Open and review the application code in the app.js file. Explain the nature of the app. Ensure to cover the MongoClient, the read and write queries.

In another terminal, start the application process:

# (terminal 2) Start the app
$ docker compose exec app0 bash -c "npm start"
> replica-set-tester@1.0.0 start
> node app.js

[2025-08-27T14:51:23.515Z] Current value: 603
[2025-08-27T14:51:24.011Z] Incremented
[2025-08-27T14:51:24.018Z] Current value: 604
[2025-08-27T14:51:24.515Z] Current value: 604

Note, you'll come back and monitor the app terminal as you complete various demos.

2b. Run each demo

DEMO 1: Failover when NICELY killing `primary` process

Gracefully stopping the primary allows the replica set to detect the shutdown and quickly elect a new primary. Client applications continue with minimal or no interruption.

🎬🎬🎬 Click to expand the section and see the commands.

Kill the primary:

# (terminal 1)
KILL_NODE=mongo0 # update this variable with the *current* primary
$ docker compose exec ${KILL_NODE} bash
$ mongosh --file scripts/summary.js # optional, re-confirm this is the primary
$ ps -ef  # optional
$ pidof mongod # optional
$ kill $(pidof mongod)
$ ps -ef  # optional, check is dead
$ exit

Observe the app wasn't interrupted in terminal 2.
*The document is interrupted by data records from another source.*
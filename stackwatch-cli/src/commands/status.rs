use std::process::ExitCode;

use anyhow::Context;

use stackwatch_core::orchestrator::{Orchestrator, StatusRow};

use super::{BOLD, DIM, GREEN, RED, RESET, YELLOW};

pub async fn run(orchestrator: &Orchestrator, json: bool) -> anyhow::Result<ExitCode> {
    let rows = orchestrator
        .status()
        .await
        .context("could not read the stack status")?;

    if json {
        println!("{}", serde_json::to_string_pretty(&rows)?);
        return Ok(ExitCode::SUCCESS);
    }

    print_table(&rows);
    Ok(ExitCode::SUCCESS)
}

fn print_table(rows: &[StatusRow]) {
    let name_width = column_width("SERVICE", rows.iter().map(|r| r.display_name.as_str()));
    let state_width = column_width("STATE", rows.iter().map(|r| r.state.as_str()));
    let health_width = column_width("HEALTH", rows.iter().map(|r| r.health.as_str()));

    println!(
        "{BOLD}  {:name_width$}  {:state_width$}  {:health_width$}  {:5}  {:13}  DETAIL{RESET}",
        "SERVICE", "STATE", "HEALTH", "READY", "SOURCE"
    );

    for row in rows {
        let (icon, color) = if row.ready {
            ("✓", GREEN)
        } else if row.state == "not created" {
            ("○", DIM)
        } else if row.health == "unhealthy" || matches!(row.state.as_str(), "dead" | "removing") {
            ("✗", RED)
        } else {
            ("…", YELLOW)
        };
        println!(
            "{color}{icon}{RESET} {:name_width$}  {:state_width$}  {:health_width$}  {color}{:5}{RESET}  {:13}  {DIM}{}{RESET}",
            row.display_name,
            row.state,
            row.health,
            if row.ready { "yes" } else { "no" },
            row.source.as_str(),
            row.detail,
        );
    }

    let ready = rows.iter().filter(|r| r.ready).count();
    println!("\n{ready}/{} services ready", rows.len());
}

fn column_width<'a>(header: &str, values: impl Iterator<Item = &'a str>) -> usize {
    values
        .map(|v| v.chars().count())
        .chain(std::iter::once(header.len()))
        .max()
        .unwrap_or(header.len())
}
#[cfg(test)]
mod tests {
    use super::*;
    use crate::constants;
    use crate::errors::StoreError;
    use crate::questions::QuestionSource;
    use crate::scheduler::ManualClock;
    use chrono::{NaiveDate, NaiveDateTime};
    use chrono_tz::America::New_York;
    use chrono_tz::Tz;
    use std::cell::Cell;
    use std::fs;
    use std::rc::Rc;
    use tempfile::{tempdir, TempDir};

    const QUESTIONS: &str =
        r#"{"14-01": "Yesterday's question?", "15-01": "Today's question?", "16-01": "Tomorrow's question?"}"#;

    fn at(d: u32, h: u32, m: u32, s: u32) -> NaiveDateTime {
        NaiveDate::from_ymd_opt(2024, 1, d)
            .unwrap()
            .and_hms_opt(h, m, s)
            .unwrap()
    }

    fn day(d: u32) -> DayKey {
        DayKey::from_ymd(2024, 1, d).unwrap()
    }

    fn ny_day(m: u32, d: u32) -> DayKey {
        DayKey::from_ymd(2024, m, d).unwrap()
    }

    fn session_in_new_york(
        m: u32,
        d: u32,
        h: u32,
        min: u32,
    ) -> (TempDir, ManualClock<Tz>, DailySession<ManualClock<Tz>>) {
        let temp_dir = tempdir().unwrap();
        let local = NaiveDate::from_ymd_opt(2024, m, d)
            .unwrap()
            .and_hms_opt(h, min, 0)
            .unwrap();
        let clock = ManualClock::in_zone(New_York, local);
        let session = DailySession::activate(
            EntryStore::in_dir(temp_dir.path()),
            resolver(),
            clock.clone(),
        );
        (temp_dir, clock, session)
    }

    fn resolver() -> QuestionResolver {
        QuestionResolver::new(QuestionSource::Json(QUESTIONS.to_string()))
    }

    fn session_at(now: NaiveDateTime) -> (TempDir, ManualClock, DailySession<ManualClock>) {
        let temp_dir = tempdir().expect("Failed to create temporary directory");
        let clock = ManualClock::new(now);
        let session = DailySession::activate(
            EntryStore::in_dir(temp_dir.path()),
            resolver(),
            clock.clone(),
        );
        (temp_dir, clock, session)
    }

    #[test]
    fn test_activate_fresh_day() {
        let (_dir, _clock, session) = session_at(at(15, 9, 0, 0));

        assert_eq!(session.today(), day(15));
        assert_eq!(session.question(), "Today's question?");
        assert!(!session.answered_today());
        assert!(!session.just_submitted());
        assert!(session.time_remaining().is_none());
        assert_eq!(session.streak(), 0);
    }

    #[test]
    fn test_submit_persists_and_starts_countdown() {
        let (_dir, _clock, mut session) = session_at(at(15, 21, 0, 0));
        session.set_draft("  Walked by the sea.  ");
        let draft = session.draft().to_string();

        session.submit(&draft).expect("submit should succeed");

        assert!(session.answered_today());
        assert!(session.just_submitted());
        assert_eq!(session.draft(), "");
        assert_eq!(session.time_remaining(), Some(Duration::hours(3)));
        assert_eq!(session.streak(), 1);

        let stored = session.store().load();
        assert_eq!(stored.len(), 1);
        assert_eq!(stored[0].answer, "Walked by the sea.");
        assert_eq!(stored[0].question, "Today's question?");
        assert_eq!(stored[0].day, day(15));
        assert_eq!(session.todays_entry(), Some(&stored[0]));
    }

    #[test]
    fn test_resubmission_replaces_todays_entry() {
        let (_dir, _clock, mut session) = session_at(at(15, 9, 0, 0));
        session.submit("first").unwrap();
        session.submit("second").unwrap();

        let stored = session.store().load();
        assert_eq!(stored.len(), 1);
        assert_eq!(stored[0].answer, "second");
        assert!(session.scheduler().active_timer().is_some());
    }

    #[test]
    fn test_empty_answer_rejected_without_touching_store() {
        let (_dir, _clock, mut session) = session_at(at(15, 9, 0, 0));
        session.set_draft("   ");

        for answer in ["", "   ", "\n\t"] {
            match session.submit(answer) {
                Err(AppError::EmptyAnswer) => {}
                other => panic!("Expected EmptyAnswer, got {:?}", other),
            }
        }
        assert!(!session.store().path().exists());
        assert!(!session.answered_today());
        assert_eq!(session.draft(), "   ");
    }

    #[test]
    fn test_failed_save_keeps_state_for_retry() {
        let temp_dir = tempdir().unwrap();
        let blocker = temp_dir.path().join("blocker");
        fs::write(&blocker, "not a directory").unwrap();

        let clock = ManualClock::new(at(15, 9, 0, 0));
        let mut session = DailySession::activate(
            EntryStore::in_dir(&blocker.join("daybook")),
            resolver(),
            clock,
        );
        session.set_draft("keep me");

        let result = session.submit("keep me");
        match &result {
            Err(AppError::Store(StoreError::Directory { .. })) => {}
            other => panic!("Expected a store failure, got {:?}", other),
        }
        assert!(result.unwrap_err().is_write_failure());
        assert!(session.entries().is_empty());
        assert!(!session.answered_today());
        assert!(!session.just_submitted());
        assert_eq!(session.draft(), "keep me");
        assert!(session.time_remaining().is_none());
    }

    #[test]
    fn test_activate_when_already_answered() {
        let temp_dir = tempdir().unwrap();
        let store = EntryStore::in_dir(temp_dir.path());
        let entries = vec![
            Entry::new(day(13), "Q", "a"),
            Entry::new(day(14), "Q", "b"),
            Entry::new(day(15), "Q", "c"),
        ];
        store.save(&entries).unwrap();

        let session =
            DailySession::activate(store, resolver(), ManualClock::new(at(15, 23, 0, 0)));

        assert!(session.answered_today());
        assert!(!session.just_submitted());
        assert_eq!(session.time_remaining(), Some(Duration::hours(1)));
        assert_eq!(session.streak(), 3);
        assert_eq!(session.streak_tier(), StreakTier::Kindling);
    }

    #[test]
    fn test_streak_counts_yesterday_before_answering() {
        let temp_dir = tempdir().unwrap();
        let store = EntryStore::in_dir(temp_dir.path());
        store
            .save(&[Entry::new(day(14), "Q", "b"), Entry::new(day(13), "Q", "a")])
            .unwrap();

        let mut session =
            DailySession::activate(store, resolver(), ManualClock::new(at(15, 8, 0, 0)));
        assert_eq!(session.streak(), 2);

        session.submit("c").unwrap();
        assert_eq!(session.streak(), 3);
    }

    #[test]
    fn test_expiry_resets_for_new_day() {
        let (_dir, clock, mut session) = session_at(at(15, 23, 59, 58));
        let rollovers = Rc::new(Cell::new(0));
        let counter = Rc::clone(&rollovers);
        session.on_rollover(Box::new(move || counter.set(counter.get() + 1)));

        session.submit("late answer").unwrap();
        session.set_draft("half-written");

        clock.advance(Duration::seconds(1));
        assert_eq!(session.tick(), Tick::Counting(Duration::seconds(1)));
        assert!(session.answered_today());

        clock.advance(Duration::seconds(1));
        assert_eq!(session.tick(), Tick::Expired);

        assert_eq!(rollovers.get(), 1);
        assert_eq!(session.today(), day(16));
        assert!(!session.answered_today());
        assert!(!session.just_submitted());
        assert_eq!(session.draft(), "");
        assert_eq!(session.question(), "Tomorrow's question?");
        assert!(session.time_remaining().is_none());
        // Yesterday still counts until today is answered
        assert_eq!(session.streak(), 1);
    }

    #[test]
    fn test_expiry_waits_for_wall_clock_day() {
        let (_dir, clock, mut session) = session_at(at(15, 23, 59, 58));
        let rollovers = Rc::new(Cell::new(0));
        let counter = Rc::clone(&rollovers);
        session.on_rollover(Box::new(move || counter.set(counter.get() + 1)));
        session.submit("answer").unwrap();

        // The ticks run out while the clock still reads 23:59:59
        clock.advance(Duration::seconds(1));
        assert_eq!(session.tick(), Tick::Counting(Duration::seconds(1)));
        assert_eq!(session.tick(), Tick::Counting(Duration::seconds(1)));
        assert_eq!(session.today(), day(15));
        assert!(session.answered_today());
        assert_eq!(rollovers.get(), 0);

        clock.advance(Duration::seconds(1));
        assert_eq!(session.tick(), Tick::Expired);
        assert_eq!(session.today(), day(16));
        assert_eq!(rollovers.get(), 1);
    }

    #[test]
    fn test_submit_after_missed_boundary_notifies_rollover() {
        let (_dir, clock, mut session) = session_at(at(15, 9, 0, 0));
        let rollovers = Rc::new(Cell::new(0));
        let counter = Rc::clone(&rollovers);
        session.on_rollover(Box::new(move || counter.set(counter.get() + 1)));
        session.submit("a").unwrap();

        clock.set(at(16, 7, 0, 0));
        session.submit("b").unwrap();

        assert_eq!(session.today(), day(16));
        assert_eq!(rollovers.get(), 1);
        assert_eq!(session.store().load().len(), 2);
    }

    #[test]
    fn test_submit_follows_clock_set_back() {
        let (_dir, clock, mut session) = session_at(at(16, 0, 10, 0));
        clock.set(at(15, 23, 50, 0));

        session.submit("still the 15th").unwrap();

        assert_eq!(session.today(), day(15));
        assert_eq!(session.question(), "Today's question?");
        let stored = session.store().load();
        assert_eq!(stored.len(), 1);
        assert_eq!(stored[0].day, day(15));
        assert_eq!(session.time_remaining(), Some(Duration::minutes(10)));
    }

    #[test]
    fn test_fall_back_day_keeps_its_answers() {
        let (_dir, clock, mut session) = session_in_new_york(11, 3, 0, 30);
        session.submit("before dawn").unwrap();
        assert_eq!(
            session.time_remaining(),
            Some(Duration::hours(24) + Duration::minutes(30))
        );

        // 23.5 real hours later the wall clock reads 23:00 on the same day
        for _ in 0..(23 * 3600 + 1800) {
            clock.advance(Duration::seconds(1));
            assert!(matches!(session.tick(), Tick::Counting(_)));
        }
        assert_eq!(session.today(), ny_day(11, 3));
        assert_eq!(session.time_remaining(), Some(Duration::hours(1)));

        session.submit("late evening").unwrap();
        let stored = session.store().load();
        assert_eq!(stored.len(), 1);
        assert_eq!(stored[0].day, ny_day(11, 3));
        assert_eq!(stored[0].answer, "late evening");
    }

    #[test]
    fn test_spring_forward_day_rolls_over_at_midnight() {
        let (_dir, clock, mut session) = session_in_new_york(3, 10, 1, 0);
        session.submit("short night").unwrap();

        let mut ticks = 0;
        loop {
            clock.advance(Duration::seconds(1));
            ticks += 1;
            if session.tick() == Tick::Expired {
                break;
            }
        }

        assert_eq!(ticks, 22 * 3600);
        assert_eq!(session.today(), ny_day(3, 11));
        assert!(!session.answered_today());
    }

    #[test]
    fn test_submit_after_missed_boundary_writes_current_day() {
        let (_dir, clock, mut session) = session_at(at(15, 23, 0, 0));
        clock.set(at(16, 7, 0, 0));

        session.submit("morning answer").unwrap();

        assert_eq!(session.today(), day(16));
        let stored = session.store().load();
        assert_eq!(stored[0].day, day(16));
        assert_eq!(stored[0].question, "Tomorrow's question?");
    }

    #[test]
    fn test_missing_question_uses_fallback() {
        let (_dir, _clock, session) = session_at(at(20, 9, 0, 0));
        assert_eq!(session.question(), constants::FALLBACK_QUESTION);
    }

    #[test]
    fn test_deactivate_stops_countdown() {
        let (_dir, _clock, mut session) = session_at(at(15, 9, 0, 0));
        session.submit("answer").unwrap();
        assert!(session.time_remaining().is_some());

        session.deactivate();
        session.deactivate();
        assert!(session.time_remaining().is_none());
        assert_eq!(session.tick(), Tick::Idle);
        assert!(session.answered_today());
    }
}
Check the replica set from a running node:

# (terminal 1)
RUNNING_NODE=mongo1  # update this variable with a running node
$ docker compose exec ${RUNNING_NODE} mongosh --file scripts/summary.js

Start the previously killed mongod:

# (terminal 1)
$ docker compose exec ${KILL_NODE} bash
$ mongod --config /etc/mongod.conf --replSet mongodb-repl-set --fork

# observe the node has rejoined the cluster
$ mongosh --file scripts/summary.js
$ exit

DEMO 2: Failover when HARD killing `primary` process

Using kill -9 abruptly terminates the primary without cleanup, causing a slightly longer election. Applications pause briefly for writes but resume once a new primary is chosen.
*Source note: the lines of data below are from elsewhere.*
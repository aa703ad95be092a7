//! Core journal functionality without I/O operations.
//!
//! This module contains the pure logic of the entry lifecycle: the structured
//! day key, the `Entry` record, the same-day replace performed on every
//! submission, and the answer gate. Streak counting and history queries live in
//! the `streak` and `history` submodules.
//!
//! Nothing here touches the filesystem or the clock. Callers pass "today" in
//! explicitly, which keeps every function deterministic and easy to test.

pub mod history;
pub mod streak;

use crate::constants;
use chrono::{Datelike, Duration, NaiveDate};
use serde::{Deserialize, Deserializer, Serialize, Serializer};
use std::fmt;
use uuid::Uuid;

pub use history::{available_months, available_years, filter_entries, HistoryFilter};
pub use streak::{compute_streak, StreakTier};

/// A local calendar day with no time component.
///
/// This is the natural key of an [`Entry`]: at most one entry exists per
/// `DayKey`. Internally it is a structured year/month/day value; the
/// `dd-MM-yyyy` string form only appears at the file boundary through the
/// serde implementation.
///
/// # Examples
///
/// ```
/// use daybook::journal_core::DayKey;
///
/// let day = DayKey::from_ymd(2024, 1, 15).unwrap();
/// assert_eq!(day.to_string(), "2024-01-15");
/// assert_eq!(day.pred().unwrap(), DayKey::from_ymd(2024, 1, 14).unwrap());
/// ```
#[derive(Debug, Clone, Copy, PartialEq, Eq, Hash, PartialOrd, Ord)]
pub struct DayKey(NaiveDate);

impl DayKey {
    /// Builds a day key from its parts, or `None` for an impossible date.
    pub fn from_ymd(year: i32, month: u32, day: u32) -> Option<Self> {
        NaiveDate::from_ymd_opt(year, month, day).map(DayKey)
    }

    /// The underlying calendar date.
    pub fn date(&self) -> NaiveDate {
        self.0
    }

    pub fn year(&self) -> i32 {
        self.0.year()
    }

    pub fn month(&self) -> u32 {
        self.0.month()
    }

    pub fn day(&self) -> u32 {
        self.0.day()
    }

    /// The previous calendar day.
    pub fn pred(&self) -> Option<Self> {
        self.0.checked_sub_signed(Duration::days(1)).map(DayKey)
    }

    /// The next calendar day.
    pub fn succ(&self) -> Option<Self> {
        self.0.checked_add_signed(Duration::days(1)).map(DayKey)
    }

    /// The year-less key used to look up the day's question.
    pub fn month_day(&self) -> MonthDay {
        MonthDay {
            month: self.month(),
            day: self.day(),
        }
    }

    /// Parses a user-supplied date in YYYY-MM-DD or YYYYMMDD format.
    ///
    /// # Examples
    ///
    /// ```
    /// use daybook::journal_core::DayKey;
    ///
    /// let iso = DayKey::parse_user_input("2023-01-15").unwrap();
    /// let compact = DayKey::parse_user_input("20230115").unwrap();
    /// assert_eq!(iso, compact);
    /// assert!(DayKey::parse_user_input("not-a-date").is_err());
    /// ```
    pub fn parse_user_input(input: &str) -> Result<Self, chrono::ParseError> {
        NaiveDate::parse_from_str(input, constants::DATE_FORMAT_ISO)
            .or_else(|_| NaiveDate::parse_from_str(input, constants::DATE_FORMAT_COMPACT))
            .map(DayKey)
    }

    /// The `dd-MM-yyyy` form written to the entries file.
    pub fn to_storage_string(&self) -> String {
        self.0.format(constants::DAY_KEY_FORMAT).to_string()
    }

    /// Parses the `dd-MM-yyyy` form written to the entries file.
    pub fn parse_storage_string(input: &str) -> Result<Self, chrono::ParseError> {
        NaiveDate::parse_from_str(input, constants::DAY_KEY_FORMAT).map(DayKey)
    }
}

impl From<NaiveDate> for DayKey {
    fn from(date: NaiveDate) -> Self {
        DayKey(date)
    }
}

impl fmt::Display for DayKey {
    fn fmt(&self, f: &mut fmt::Formatter<'_>) -> fmt::Result {
        write!(f, "{}", self.0.format(constants::DATE_FORMAT_ISO))
    }
}

impl Serialize for DayKey {
    fn serialize<S: Serializer>(&self, serializer: S) -> Result<S::Ok, S::Error> {
        serializer.serialize_str(&self.to_storage_string())
    }
}

impl<'de> Deserialize<'de> for DayKey {
    fn deserialize<D: Deserializer<'de>>(deserializer: D) -> Result<Self, D::Error> {
        let raw = String::deserialize(deserializer)?;
        DayKey::parse_storage_string(&raw).map_err(|e| {
            serde::de::Error::custom(format!("invalid day key '{}': {}", raw, e))
        })
    }
}

/// A year-less month/day pair, the key of the question table.
#[derive(Debug, Clone, Copy, PartialEq, Eq, Hash, PartialOrd, Ord)]
pub struct MonthDay {
    pub month: u32,
    pub day: u32,
}

impl MonthDay {
    /// Parses a `dd-MM` key. Any day that exists in a leap year is accepted.
    ///
    /// # Examples
    ///
    /// ```
    /// use daybook::journal_core::MonthDay;
    ///
    /// let key = MonthDay::parse_key("29-02").unwrap();
    /// assert_eq!((key.month, key.day), (2, 29));
    /// assert!(MonthDay::parse_key("31-04").is_none());
    /// ```
    pub fn parse_key(key: &str) -> Option<Self> {
        let (day, month) = key.split_once('-')?;
        if day.len() != 2 || month.len() != 2 {
            return None;
        }
        let day: u32 = day.parse().ok()?;
        let month: u32 = month.parse().ok()?;
        // 2000 is a leap year, so 29-02 validates
        NaiveDate::from_ymd_opt(2000, month, day)?;
        Some(MonthDay { month, day })
    }
}

impl fmt::Display for MonthDay {
    fn fmt(&self, f: &mut fmt::Formatter<'_>) -> fmt::Result {
        write!(f, "{:02}-{:02}", self.day, self.month)
    }
}

/// One day's question and answer.
///
/// `question` is captured when the entry is created and never re-resolved.
/// An entry whose `answer` is empty is stored like any other but does not
/// count as answered.
#[derive(Debug, Clone, PartialEq, Eq, Serialize, Deserialize)]
pub struct Entry {
    pub id: Uuid,
    pub day: DayKey,
    pub question: String,
    pub answer: String,
}

impl Entry {
    /// Creates a new entry with a fresh identifier.
    pub fn new(day: DayKey, question: impl Into<String>, answer: impl Into<String>) -> Self {
        Entry {
            id: Uuid::new_v4(),
            day,
            question: question.into(),
            answer: answer.into(),
        }
    }

    /// Whether this entry counts toward the gate and the streak.
    pub fn is_answered(&self) -> bool {
        !self.answer.is_empty()
    }
}

/// Replaces the entry for `day` with a new one built from `question` and `answer`.
///
/// Every existing entry for `day` is removed before the new entry is appended,
/// so the returned collection holds exactly one entry for that day. The caller
/// persists the result with [`EntryStore::save`](crate::journal_io::EntryStore::save).
///
/// # Examples
///
/// ```
/// use daybook::journal_core::{upsert_for_today, DayKey};
///
/// let today = DayKey::from_ymd(2024, 1, 15).unwrap();
/// let entries = upsert_for_today(Vec::new(), today, "Q?", "first");
/// let entries = upsert_for_today(entries, today, "Q?", "second");
///
/// assert_eq!(entries.len(), 1);
/// assert_eq!(entries[0].answer, "second");
/// ```
pub fn upsert_for_today(
    mut entries: Vec<Entry>,
    day: DayKey,
    question: &str,
    answer: &str,
) -> Vec<Entry> {
    entries.retain(|entry| entry.day != day);
    entries.push(Entry::new(day, question, answer));
    entries
}

/// True iff `entries` holds an answered entry for `today`.
pub fn has_answered_today(entries: &[Entry], today: DayKey) -> bool {
    entries
        .iter()
        .any(|entry| entry.day == today && entry.is_answered())
}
🎬🎬🎬 Click to expand the section and see the commands.

Kill the primary:

# (terminal 1)
KILL_NODE=mongo1 # update this variable with the *current* primary
$ docker compose exec ${KILL_NODE} bash
$ mongosh --file scripts/summary.js # optional, re-confirm this is the primary
$ ps -ef  # optional
$ pidof mongod # optional
$ kill -9 $(pidof mongod)
$ ps -ef  # optional, check is dead
$ exit

In terminal 2, observe that the output from the app halts for a few seconds and then continues from where it left off, there are no errors reported by the application. Note, the reads were also paused. This will be addressed in an upcoming demo.
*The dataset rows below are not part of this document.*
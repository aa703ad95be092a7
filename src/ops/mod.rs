//! User-facing operations behind each command.
//!
//! Every operation writes its output to the given writer, so the binary passes
//! stdout and tests pass a buffer.

pub mod answer;
pub mod countdown;
pub mod history;
pub mod question;
pub mod today;

pub use answer::submit_answer;
pub use countdown::run_countdown;
pub use history::show_history;
pub use question::show_question;
pub use today::show_today;
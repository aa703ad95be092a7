//! Prompt lookup for an arbitrary day.

use crate::constants;
use crate::errors::AppResult;
use crate::journal_core::DayKey;
use crate::questions::QuestionResolver;
use std::io::Write;

/// Prints the question for `day`.
pub fn show_question(
    resolver: &QuestionResolver,
    day: DayKey,
    out: &mut impl Write,
) -> AppResult<()> {
    writeln!(
        out,
        "{}",
        day.date().format(constants::HISTORY_DATE_FORMAT)
    )?;
    writeln!(out, "{}", resolver.resolve_question(day))?;
    Ok(())
}

#[cfg(test)]
mod tests {
    use super::*;
    use crate::questions::QuestionSource;

    #[test]
    fn test_show_question_for_date() {
        let resolver =
            QuestionResolver::new(QuestionSource::Json(r#"{"29-02": "Leap?"}"#.to_string()));
        let mut out = Vec::new();
        show_question(&resolver, DayKey::from_ymd(2024, 2, 29).unwrap(), &mut out).unwrap();

        assert_eq!(
            String::from_utf8(out).unwrap(),
            "February 29, 2024: Thursday\nLeap?\n"
        );
    }
}
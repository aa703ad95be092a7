//! Year and month queries over past entries.
//!
//! These back the history listing: which years and months have entries, and
//! the entries matching a selection, newest first.

use super::Entry;

/// Selection applied by [`filter_entries`]. `None` matches everything.
#[derive(Debug, Clone, Copy, Default, PartialEq, Eq)]
pub struct HistoryFilter {
    pub year: Option<i32>,
    pub month: Option<u32>,
}

/// Distinct years that have at least one entry, ascending.
pub fn available_years(entries: &[Entry]) -> Vec<i32> {
    let mut years: Vec<i32> = entries.iter().map(|entry| entry.day.year()).collect();
    years.sort_unstable();
    years.dedup();
    years
}

/// Distinct months of `year` that have at least one entry, ascending.
pub fn available_months(entries: &[Entry], year: i32) -> Vec<u32> {
    let mut months: Vec<u32> = entries
        .iter()
        .filter(|entry| entry.day.year() == year)
        .map(|entry| entry.day.month())
        .collect();
    months.sort_unstable();
    months.dedup();
    months
}

/// Entries matching `filter`, newest day first.
///
/// # Examples
///
/// ```
/// use daybook::journal_core::{filter_entries, DayKey, Entry, HistoryFilter};
///
/// let entries = vec![
///     Entry::new(DayKey::from_ymd(2023, 5, 1).unwrap(), "Q", "a"),
///     Entry::new(DayKey::from_ymd(2024, 5, 2).unwrap(), "Q", "b"),
///     Entry::new(DayKey::from_ymd(2024, 6, 3).unwrap(), "Q", "c"),
/// ];
///
/// let filter = HistoryFilter { year: Some(2024), month: None };
/// let found = filter_entries(&entries, filter);
/// assert_eq!(found.len(), 2);
/// assert_eq!(found[0].answer, "c");
/// ```
pub fn filter_entries(entries: &[Entry], filter: HistoryFilter) -> Vec<&Entry> {
    let mut matching: Vec<&Entry> = entries
        .iter()
        .filter(|entry| filter.year.map_or(true, |year| entry.day.year() == year))
        .filter(|entry| filter.month.map_or(true, |month| entry.day.month() == month))
        .collect();
    matching.sort_by(|a, b| b.day.cmp(&a.day));
    matching
}

#[cfg(test)]
mod tests {
    use super::*;
    use crate::journal_core::DayKey;

    fn entry(y: i32, m: u32, d: u32) -> Entry {
        Entry::new(DayKey::from_ymd(y, m, d).unwrap(), "Q", format!("{}-{}-{}", y, m, d))
    }

    fn sample() -> Vec<Entry> {
        vec![
            entry(2024, 3, 10),
            entry(2023, 11, 2),
            entry(2024, 1, 5),
            entry(2024, 3, 1),
            entry(2022, 11, 30),
        ]
    }

    #[test]
    fn test_available_years_sorted_distinct() {
        assert_eq!(available_years(&sample()), vec![2022, 2023, 2024]);
        assert!(available_years(&[]).is_empty());
    }

    #[test]
    fn test_available_months_for_year() {
        assert_eq!(available_months(&sample(), 2024), vec![1, 3]);
        assert_eq!(available_months(&sample(), 2023), vec![11]);
        assert!(available_months(&sample(), 2019).is_empty());
    }

    #[test]
    fn test_filter_without_selection_returns_all_newest_first() {
        let entries = sample();
        let found = filter_entries(&entries, HistoryFilter::default());
        let days: Vec<String> = found.iter().map(|e| e.day.to_string()).collect();
        assert_eq!(
            days,
            vec!["2024-03-10", "2024-03-01", "2024-01-05", "2023-11-02", "2022-11-30"]
        );
    }

    #[test]
    fn test_filter_by_year_and_month() {
        let entries = sample();
        let found = filter_entries(
            &entries,
            HistoryFilter {
                year: Some(2024),
                month: Some(3),
            },
        );
        assert_eq!(found.len(), 2);
        assert_eq!(found[0].answer, "2024-3-10");
        assert_eq!(found[1].answer, "2024-3-1");
    }

    #[test]
    fn test_filter_by_month_alone_spans_years() {
        let entries = sample();
        let found = filter_entries(
            &entries,
            HistoryFilter {
                year: None,
                month: Some(11),
            },
        );
        assert_eq!(found.len(), 2);
        assert_eq!(found[0].day.year(), 2023);
    }
}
Check the replica set from a running node:

# (terminal 1)
RUNNING_NODE=mongo2  # update this variable with a running node
$ docker compose exec ${RUNNING_NODE} mongosh --file scripts/summary.js

Start the previously killed mongod:

# (terminal 1)
$ docker compose exec ${KILL_NODE} bash
$ mongod --config /etc/mongod.conf --replSet mongodb-repl-set --fork

# observe the node has rejoined the cluster
$ mongosh --file scripts/summary.js
$ exit

DEMO 3: Higher Priority Node becomes `primary`

By setting replica set priorities, a designated node can reclaim the primary role after it restarts. This ensures leadership is assigned to preferred infrastructure.

🎬🎬🎬 Click to expand the section and see the commands.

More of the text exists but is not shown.